La guerre des volontés risque de bloquer la voie du changement au Soudan

La guerre des volontés risque de bloquer la voie du changement au Soudan
  • Al-Burhane et Dagalo se sont emparés du pouvoir, après que le soulèvement populaire de 2019 a renversé Omar el-Béchir, dans un contexte de détérioration des conditions économiques
  • Chaque dirigeant essaye prétendument de sauver la révolution et accuse l’autre d’avoir ravivé les vestiges à tendance islamiste de l’ère Béchir

Tout le monde s’attendait à un affrontement entre l’armée et les unités paramilitaires au Soudan, ce qui ébranlerait la transition du pays vers un régime civil et la ferait potentiellement disparaître. Le régime militaire de facto du Soudan – dirigé par le chef de l’armée, Abdel Fattah al-Burhane et son adjoint, Mohamed Hamdan Dagalo, surnommé «Hemeti», qui est à la tête des Forces de soutien rapide (FSR), une milice devenue depuis un groupe paramilitaire – a supervisé la quête d’un système représentatif de gouvernement civil depuis le coup d’État d’octobre 2021. Ce n’est pas pour tout de suite, apparemment. Alors que les combats se poursuivent dans la capitale Khartoum et dans d’autres parties du pays et que de puissantes factions militaires rivales se battent pour contrôler le pays, on risque de voir la violence dégénérer en une guerre civile totale.

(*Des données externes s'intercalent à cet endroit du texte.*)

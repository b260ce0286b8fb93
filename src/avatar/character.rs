//! In-memory character scene: meshes with named blend channels, named bones,
//! a root transform and the names of authored animation clips.
//!
//! Loading real model files belongs to the host; it hands the engine this
//! summary, either built in code or deserialized from JSON.

use crate::error::{EngineError, Result};
use serde::{Deserialize, Serialize};
use std::path::Path;

/// A mesh exposing blend-shape channels.
#[derive(Debug, Clone, PartialEq, Serialize, Deserialize)]
pub struct MorphMesh {
    pub name: String,
    /// Channel names in index order.
    pub channels: Vec<String>,
    /// Current weight per channel, each in `[0, 1]`.
    #[serde(default)]
    pub weights: Vec<f32>,
}

impl MorphMesh {
    pub fn new(name: &str, channels: &[&str]) -> Self {
        Self {
            name: name.to_string(),
            channels: channels.iter().map(|c| c.to_string()).collect(),
            weights: vec![0.0; channels.len()],
        }
    }

    pub fn channel_index(&self, name: &str) -> Option<usize> {
        self.channels.iter().position(|c| c == name)
    }
}

/// A skeleton joint with its local Euler rotation (radians, XYZ).
#[derive(Debug, Clone, PartialEq, Serialize, Deserialize)]
pub struct Bone {
    pub name: String,
    #[serde(default)]
    pub rotation: [f32; 3],
}

impl Bone {
    pub fn new(name: &str) -> Self {
        Self {
            name: name.to_string(),
            rotation: [0.0; 3],
        }
    }
}

/// Names of the authored clips for each animation state, when present.
#[derive(Debug, Clone, Default, PartialEq, Eq, Serialize, Deserialize)]
#[serde(default)]
pub struct ClipSet {
    pub idle: Option<String>,
    pub thinking: Option<String>,
    pub talking: Option<String>,
}

impl ClipSet {
    pub fn is_empty(&self) -> bool {
        self.idle.is_none() && self.thinking.is_none() && self.talking.is_none()
    }
}

#[derive(Debug, Clone, Default, PartialEq, Serialize, Deserialize)]
#[serde(default)]
pub struct RootTransform {
    pub position: [f32; 3],
    pub rotation: [f32; 3],
}

/// Everything the engine needs to know about one loaded character.
#[derive(Debug, Clone, Default, PartialEq, Serialize, Deserialize)]
pub struct Character {
    pub name: String,
    #[serde(default)]
    pub meshes: Vec<MorphMesh>,
    #[serde(default)]
    pub bones: Vec<Bone>,
    #[serde(default)]
    pub clips: ClipSet,
    #[serde(default)]
    pub root: RootTransform,
}

impl Character {
    pub fn new(name: &str) -> Self {
        Self {
            name: name.to_string(),
            ..Self::default()
        }
    }

    pub fn with_mesh(mut self, mesh: MorphMesh) -> Self {
        self.meshes.push(mesh);
        self.normalize();
        self
    }

    pub fn with_bones(mut self, names: &[&str]) -> Self {
        self.bones.extend(names.iter().map(|n| Bone::new(n)));
        self
    }

    pub fn with_clips(mut self, clips: ClipSet) -> Self {
        self.clips = clips;
        self
    }

    pub fn from_json(json: &str) -> Result<Self> {
        let mut character: Character =
            serde_json::from_str(json).map_err(|e| EngineError::CharacterParse {
                message: e.to_string(),
            })?;
        character.normalize();
        Ok(character)
    }

    pub fn load(path: &Path) -> Result<Self> {
        let json = std::fs::read_to_string(path)?;
        Self::from_json(&json)
    }

    /// Make every mesh carry exactly one weight per channel.
    fn normalize(&mut self) {
        for mesh in &mut self.meshes {
            mesh.weights.resize(mesh.channels.len(), 0.0);
        }
    }

    pub fn weight(&self, mesh: usize, channel: usize) -> f32 {
        self.meshes
            .get(mesh)
            .and_then(|m| m.weights.get(channel))
            .copied()
            .unwrap_or(0.0)
    }

    pub fn set_weight(&mut self, mesh: usize, channel: usize, weight: f32) {
        if let Some(slot) = self
            .meshes
            .get_mut(mesh)
            .and_then(|m| m.weights.get_mut(channel))
        {
            *slot = weight.clamp(0.0, 1.0);
        }
    }

    /// Weight of the first channel called `name` on any mesh.
    pub fn weight_by_name(&self, name: &str) -> Option<f32> {
        self.meshes.iter().find_map(|m| {
            m.channel_index(name)
                .and_then(|i| m.weights.get(i).copied())
        })
    }

    pub fn channel_count(&self) -> usize {
        self.meshes.iter().map(|m| m.channels.len()).sum()
    }

    pub fn bone(&self, name: &str) -> Option<&Bone> {
        self.bones.iter().find(|b| b.name == name)
    }
}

Le Soudan est familier avec le régime militaire autocratique. M. Al-Burhane et Dagalo se sont emparés du pouvoir, après que le soulèvement populaire de 2019, dans un contexte de détérioration des conditions économiques, a renversé Omar el-Béchir, l’autocrate qui avait dirigé le pays pendant trente ans.

Soldat vétéran, Abdel Fattah al-Burhane est devenu un officier de haut rang au cours des derniers jours du règne de M. El-Béchir. Il a prêté serment en tant que dirigeant par intérim du Soudan en avril 2019. Plus tard cette année-là, il a présidé le Conseil de souveraineté composé de personnalités militaires et civiles chargées de diriger la transition du pays vers un régime démocratique à part entière. Deux ans plus tard, il a mené un coup d’État et arrêté le Premier ministre et son gouvernement civil, avant de retourner à la table des négociations, à la lumière d’une spirale de troubles politiques et économiques incontrôlable. En juillet de l’année dernière, M. Al-Burhane a surpris par son serment de vouloir «faire de la place aux forces politiques et révolutionnaires et à d’autres ressortissants» pour former un gouvernement civil.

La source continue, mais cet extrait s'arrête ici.